DIY projects have been growing in popularity for years, helping people save money and have fun decorating their homes. Some online sites are dedicated to many projects that are affordable and easy to do as gifts and for yourself. For the crafty individual, DIY plans can be a bonding experience with your children and friends. If you are a trained professional such as a mechanic, side jobs can become lucrative after work or on weekends assisting people to fix their vehicles for cash work. It helps save your loved one’s labor costs and gives you extra spending money in your pocket. You may not be a certified professional but have a knack to be good at it. Welding, for example, can become dangerous physically without proper training or equipment. What seems to be a harmless Saturday afternoon hobby can quickly become a trip to the ER. Here is why you should consider the precautions before a DIY welding project.

DIY projects can assist you to cut back on costs to your home or business home done carefully and properly. In 2016 when asked if they planned on DIY projects to save money, 65 percent of homeowners answered yes. With instructional videos on Youtube and publications such as Home and Gardens, professionals give tips and how-to videos from container gardening to re-roofing a home. Certain jobs such as vehicle repairs or building with steel and other metals may require the use of welding materials. Some artists work with welding material to create structural art and sculptures. Even if the work seems easy enough for you to conquer, there are some welding safety issues you should consider. Unless you are a professional welder with a workshop set up at home properly, you should acquire welding services of trained professionals. 

Welding consists of joining thermoplastics or metal by the use of high heat from, for example, lasers, spot welding, and electron beam welding. Small metal shavings can cling onto clothing and be transferred without knowing it. Irritation to the skin can occur, however, eye problems can result in the lack of care after working with welding materials. If shavings enter the eyes (especially at high speeds) they can scratch or tear the cornea and cause damage and even blindness. Welders at workwear safety equipment such as goggles, welding masks, and heavy leather gloves and clothing to protect their skin and eyes. Flash burn, also referred to as arc eye, is a common eye injury during welding if the right head and eye gear aren’t worn. It’s like having a sunburn in your eyes and can create similar issues. Within a few hours of exposure, your eyes begin to get red, they begin to tear, get blurry, and pain from the flash exposure. Your doctor may prescribe numbing eye drops and an exam to check if any permanent damage happened. Flash burn usually goes away on its own with proper care and treatment from an eye specialist like an ophthalmologist. Foreign matter in the eyes can come out and only causing temporary discomfort or pain. In some cases, you can develop endophthalmitis which is an infection caused by foreign objects in the eye. This can lead to blindness and if your discomfort isn’t going away, seek medical attention immediately.
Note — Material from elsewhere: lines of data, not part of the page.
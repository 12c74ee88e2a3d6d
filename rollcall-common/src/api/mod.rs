//! Authentication primitives shared by HTTP front ends
//!
//! Pure functions and settings-table access only; each front end wraps these
//! with its own extractors.

pub mod auth;

pub use auth::{
    calculate_hash, hash_password, initialize_shared_secret, issue_token, load_shared_secret,
    validate_password, verify_password, verify_token, Role, TokenClaims, MIN_PASSWORD_LEN,
};
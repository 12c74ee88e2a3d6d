//! Dictated mark entry
//!
//! - [`extract`]: transcript text → deduplicated (name, mark) pairs
//! - [`roster`]: snap a doubtful name to the closest known student
//! - [`session`]: live table for one recording session
//! - [`sheet`]: saved mark sheets with derived statistics
//! - [`export`]: spreadsheet output

pub mod export;
pub mod extract;
pub mod roster;
pub mod session;
pub mod sheet;

use serde::{Deserialize, Serialize};

pub use export::{export_rows, CsvSheetWriter, ExportRow, SheetWriter};
pub use extract::{extract_entries, parse_transcript, pick_best_transcript, Extraction, MarkEntrySet};
pub use roster::correct_to_roster;
pub use session::{parse_sheet_command, RecognitionError, Recovery, RecordingSession, SessionUpdate, SheetLayout};
pub use sheet::{round2, MarkEntryInput, MarkSheet, MarkStats, UNKNOWN_NAME};

/// Suffix appended to names captured too incompletely to trust
pub const LOW_CONFIDENCE_MARKER: char = '?';

/// Highest mark accepted anywhere
pub const MAX_MARK: u32 = 100;

/// One student name with a mark in [0, 100]
#[derive(Debug, Clone, PartialEq, Eq, Serialize, Deserialize)]
pub struct MarkEntry {
    pub name: String,
    pub mark: u32,
}

impl MarkEntry {
    pub fn new(name: impl Into<String>, mark: u32) -> Self {
        Self {
            name: name.into(),
            mark,
        }
    }

    /// True when the name still carries the low-confidence marker
    pub fn needs_correction(&self) -> bool {
        self.name.ends_with(LOW_CONFIDENCE_MARKER)
    }

    /// Name with the low-confidence marker and surrounding whitespace removed
    pub fn display_name(&self) -> &str {
        strip_marker(&self.name)
    }
}

/// Remove a trailing low-confidence marker and surrounding whitespace
pub fn strip_marker(name: &str) -> &str {
    let trimmed = name.trim();
    trimmed
        .strip_suffix(LOW_CONFIDENCE_MARKER)
        .unwrap_or(trimmed)
        .trim()
}
//! Saved mark sheets, always scoped to the owning teacher

use chrono::NaiveDateTime;
use rollcall_common::db::MarkSheetSummary;
use rollcall_common::marks::{MarkEntry, MarkSheet};
use rollcall_common::Result;
use sqlx::SqlitePool;
use tracing::info;
use uuid::Uuid;

/// Store header and entries in one transaction
pub async fn save_sheet(pool: &SqlitePool, sheet: &MarkSheet) -> Result<()> {
    let stats = sheet.stats();
    let mut tx = pool.begin().await?;

    sqlx::query(
        r#"
        INSERT INTO mark_sheets (id, teacher_id, subject, total_students, average_mark, highest_mark, lowest_mark, saved_at)
        VALUES (?, ?, ?, ?, ?, ?, ?, ?)
        "#,
    )
    .bind(sheet.id().to_string())
    .bind(sheet.teacher_id().to_string())
    .bind(sheet.subject())
    .bind(stats.total_students as i64)
    .bind(stats.average_mark)
    .bind(stats.highest_mark as i64)
    .bind(stats.lowest_mark as i64)
    .bind(sheet.saved_at())
    .execute(&mut *tx)
    .await?;

    for (position, entry) in sheet.entries().iter().enumerate() {
        sqlx::query("INSERT INTO mark_sheet_entries (sheet_id, position, student_name, mark) VALUES (?, ?, ?, ?)")
            .bind(sheet.id().to_string())
            .bind(position as i64)
            .bind(&entry.name)
            .bind(entry.mark as i64)
            .execute(&mut *tx)
            .await?;
    }

    tx.commit().await?;
    info!(
        "Saved mark sheet {} ({} entries, subject '{}')",
        sheet.id(),
        sheet.entries().len(),
        sheet.subject()
    );
    Ok(())
}

fn subject_clause(subject: Option<&str>) -> (&'static str, Option<String>) {
    match subject.map(str::trim).filter(|s| !s.is_empty()) {
        Some(s) => (" AND instr(LOWER(subject), ?) > 0", Some(s.to_lowercase())),
        None => ("", None),
    }
}

pub async fn count_sheets(pool: &SqlitePool, teacher_id: Uuid, subject: Option<&str>) -> Result<i64> {
    let (clause, arg) = subject_clause(subject);
    let sql = format!("SELECT COUNT(*) FROM mark_sheets WHERE teacher_id = ?{}", clause);
    let mut query = sqlx::query_scalar::<_, i64>(&sql).bind(teacher_id.to_string());
    if let Some(arg) = arg {
        query = query.bind(arg);
    }
    Ok(query.fetch_one(pool).await?)
}

/// Headers newest first
pub async fn list_sheets(
    pool: &SqlitePool,
    teacher_id: Uuid,
    subject: Option<&str>,
    limit: i64,
    offset: i64,
) -> Result<Vec<MarkSheetSummary>> {
    let (clause, arg) = subject_clause(subject);
    let sql = format!(
        r#"
        SELECT id, subject, total_students, average_mark, highest_mark, lowest_mark, saved_at
        FROM mark_sheets
        WHERE teacher_id = ?{}
        ORDER BY saved_at DESC
        LIMIT ? OFFSET ?
        "#,
        clause
    );
    let mut query = sqlx::query_as::<_, MarkSheetSummary>(&sql).bind(teacher_id.to_string());
    if let Some(arg) = arg {
        query = query.bind(arg);
    }
    Ok(query.bind(limit).bind(offset).fetch_all(pool).await?)
}

pub async fn find_sheet(pool: &SqlitePool, teacher_id: Uuid, id: Uuid) -> Result<Option<MarkSheet>> {
    let header: Option<(String, NaiveDateTime)> =
        sqlx::query_as("SELECT subject, saved_at FROM mark_sheets WHERE id = ? AND teacher_id = ?")
            .bind(id.to_string())
            .bind(teacher_id.to_string())
            .fetch_optional(pool)
            .await?;

    let Some((subject, saved_at)) = header else {
        return Ok(None);
    };

    let rows: Vec<(String, i64)> = sqlx::query_as(
        "SELECT student_name, mark FROM mark_sheet_entries WHERE sheet_id = ? ORDER BY position",
    )
    .bind(id.to_string())
    .fetch_all(pool)
    .await?;

    let entries = rows
        .into_iter()
        .map(|(name, mark)| MarkEntry::new(name, mark.clamp(0, 100) as u32))
        .collect();

    Ok(Some(MarkSheet::from_parts(id, teacher_id, subject, entries, saved_at)))
}

/// False when no such sheet belongs to the teacher
pub async fn delete_sheet(pool: &SqlitePool, teacher_id: Uuid, id: Uuid) -> Result<bool> {
    let deleted = sqlx::query("DELETE FROM mark_sheets WHERE id = ? AND teacher_id = ?")
        .bind(id.to_string())
        .bind(teacher_id.to_string())
        .execute(pool)
        .await?
        .rows_affected();
    Ok(deleted > 0)
}
//! Account credentials and bearer tokens
//!
//! # Passwords
//!
//! Stored as Argon2id PHC strings; the salt travels inside the string.
//!
//! # Tokens
//!
//! `<role>.<account id>.<expires ms>.<sha256 hex>` where the digest covers the
//! first three fields followed by the shared secret. The secret is a random
//! non-zero i64 kept in the `settings` table and created on first start.
//!
//! Pure functions plus settings-table access only; HTTP extraction lives in
//! the server crate.

use argon2::password_hash::rand_core::OsRng;
use argon2::password_hash::{PasswordHash, PasswordHasher, PasswordVerifier, SaltString};
use argon2::Argon2;
use serde::{Deserialize, Serialize};
use sha2::{Digest, Sha256};
use sqlx::SqlitePool;
use std::fmt;
use subtle::ConstantTimeEq;
use std::str::FromStr;
use tracing::info;
use uuid::Uuid;

use crate::{Error, Result};

/// Settings key holding the token-signing secret
pub const SECRET_SETTING_KEY: &str = "token_signing_secret";

pub const MIN_PASSWORD_LEN: usize = 6;

const MS_PER_HOUR: i64 = 60 * 60 * 1000;

// ========================================
// Passwords
// ========================================

/// Reject passwords shorter than [`MIN_PASSWORD_LEN`] characters
pub fn validate_password(password: &str) -> Result<()> {
    if password.chars().count() < MIN_PASSWORD_LEN {
        return Err(Error::Validation(format!(
            "Password must be at least {} characters",
            MIN_PASSWORD_LEN
        )));
    }
    Ok(())
}

pub fn hash_password(password: &str) -> Result<String> {
    let salt = SaltString::generate(&mut OsRng);
    Argon2::default()
        .hash_password(password.as_bytes(), &salt)
        .map(|hash| hash.to_string())
        .map_err(|e| Error::Internal(format!("Password hashing failed: {}", e)))
}

/// False for a wrong password or an unparseable stored hash
pub fn verify_password(password: &str, stored_hash: &str) -> bool {
    match PasswordHash::new(stored_hash) {
        Ok(parsed) => Argon2::default()
            .verify_password(password.as_bytes(), &parsed)
            .is_ok(),
        Err(_) => false,
    }
}

// ========================================
// Tokens
// ========================================

/// Account type a token was issued to
#[derive(Debug, Clone, Copy, PartialEq, Eq, Hash, Serialize, Deserialize)]
#[serde(rename_all = "lowercase")]
pub enum Role {
    Student,
    Teacher,
}

impl Role {
    pub fn as_str(&self) -> &'static str {
        match self {
            Role::Student => "student",
            Role::Teacher => "teacher",
        }
    }
}

impl fmt::Display for Role {
    fn fmt(&self, f: &mut fmt::Formatter<'_>) -> fmt::Result {
        f.write_str(self.as_str())
    }
}

impl FromStr for Role {
    type Err = Error;

    fn from_str(s: &str) -> Result<Self> {
        match s {
            "student" => Ok(Role::Student),
            "teacher" => Ok(Role::Teacher),
            other => Err(Error::Auth(format!("Unknown role '{}'", other))),
        }
    }
}

/// Verified token contents
#[derive(Debug, Clone, Copy, PartialEq, Eq)]
pub struct TokenClaims {
    pub role: Role,
    pub account_id: Uuid,
    pub expires_at_ms: i64,
}

/// SHA-256 over `payload` with the secret appended, lowercase hex
pub fn calculate_hash(payload: &str, secret: i64) -> String {
    let mut hasher = Sha256::new();
    hasher.update(payload.as_bytes());
    hasher.update(secret.to_string().as_bytes());
    format!("{:x}", hasher.finalize())
}

pub fn issue_token(role: Role, account_id: Uuid, secret: i64, now_ms: i64, ttl_hours: u32) -> String {
    let expires_at_ms = now_ms + i64::from(ttl_hours) * MS_PER_HOUR;
    let payload = format!("{}.{}.{}", role, account_id, expires_at_ms);
    let signature = calculate_hash(&payload, secret);
    format!("{}.{}", payload, signature)
}

/// Constant-time comparison of the expected and presented signatures
fn signature_matches(expected: &str, presented: &str) -> bool {
    expected.as_bytes().ct_eq(presented.as_bytes()).into()
}

/// Check signature and expiry
pub fn verify_token(token: &str, secret: i64, now_ms: i64) -> Result<TokenClaims> {
    let invalid = || Error::Auth("Invalid token".to_string());

    let mut parts = token.trim().splitn(4, '.');
    let (role, id, expires, signature) = match (parts.next(), parts.next(), parts.next(), parts.next()) {
        (Some(r), Some(i), Some(e), Some(s)) => (r, i, e, s),
        _ => return Err(invalid()),
    };

    let payload = format!("{}.{}.{}", role, id, expires);
    if !signature_matches(&calculate_hash(&payload, secret), signature) {
        return Err(invalid());
    }

    let role: Role = role.parse().map_err(|_| invalid())?;
    let account_id = Uuid::parse_str(id).map_err(|_| invalid())?;
    let expires_at_ms: i64 = expires.parse().map_err(|_| invalid())?;

    if now_ms >= expires_at_ms {
        return Err(Error::Auth("Token expired".to_string()));
    }

    Ok(TokenClaims {
        role,
        account_id,
        expires_at_ms,
    })
}

// ========================================
// Shared Secret Management
// ========================================

/// Load the signing secret, creating it on first use
pub async fn load_shared_secret(db: &SqlitePool) -> Result<i64> {
    let result: Option<(String,)> = sqlx::query_as("SELECT value FROM settings WHERE key = ?")
        .bind(SECRET_SETTING_KEY)
        .fetch_optional(db)
        .await?;

    match result {
        Some((value,)) => value
            .parse::<i64>()
            .map_err(|e| Error::Config(format!("Invalid {} setting: {}", SECRET_SETTING_KEY, e))),
        None => initialize_shared_secret(db).await,
    }
}

/// Store a fresh random non-zero secret unless one already exists
///
/// Returns whichever secret ends up stored, so concurrent first starts agree.
pub async fn initialize_shared_secret(db: &SqlitePool) -> Result<i64> {
    let candidate = random_secret();

    let inserted = sqlx::query("INSERT OR IGNORE INTO settings (key, value) VALUES (?, ?)")
        .bind(SECRET_SETTING_KEY)
        .bind(candidate.to_string())
        .execute(db)
        .await?
        .rows_affected();

    if inserted > 0 {
        info!("Generated new token signing secret");
        return Ok(candidate);
    }

    let (value,): (String,) = sqlx::query_as("SELECT value FROM settings WHERE key = ?")
        .bind(SECRET_SETTING_KEY)
        .fetch_one(db)
        .await?;
    value
        .parse::<i64>()
        .map_err(|e| Error::Config(format!("Invalid {} setting: {}", SECRET_SETTING_KEY, e)))
}

fn random_secret() -> i64 {
    use rand::Rng;

    let mut rng = rand::thread_rng();
    loop {
        let val = rng.gen::<i64>();
        if val != 0 {
            return val;
        }
    }
}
Whether you are a weekend warrior or weld for a living, accidents and oversights can occur. The importance of an eye exam after you have been subjected to flash burn or other bright lights during welding is crucial for healthy sight. A good idea might be taking some safety courses and educating yourself on the basics of welding before transforming your garage into a welding space. If you are completely set on welding for a DIY project at home, discuss with a professional to cover all your safety bases.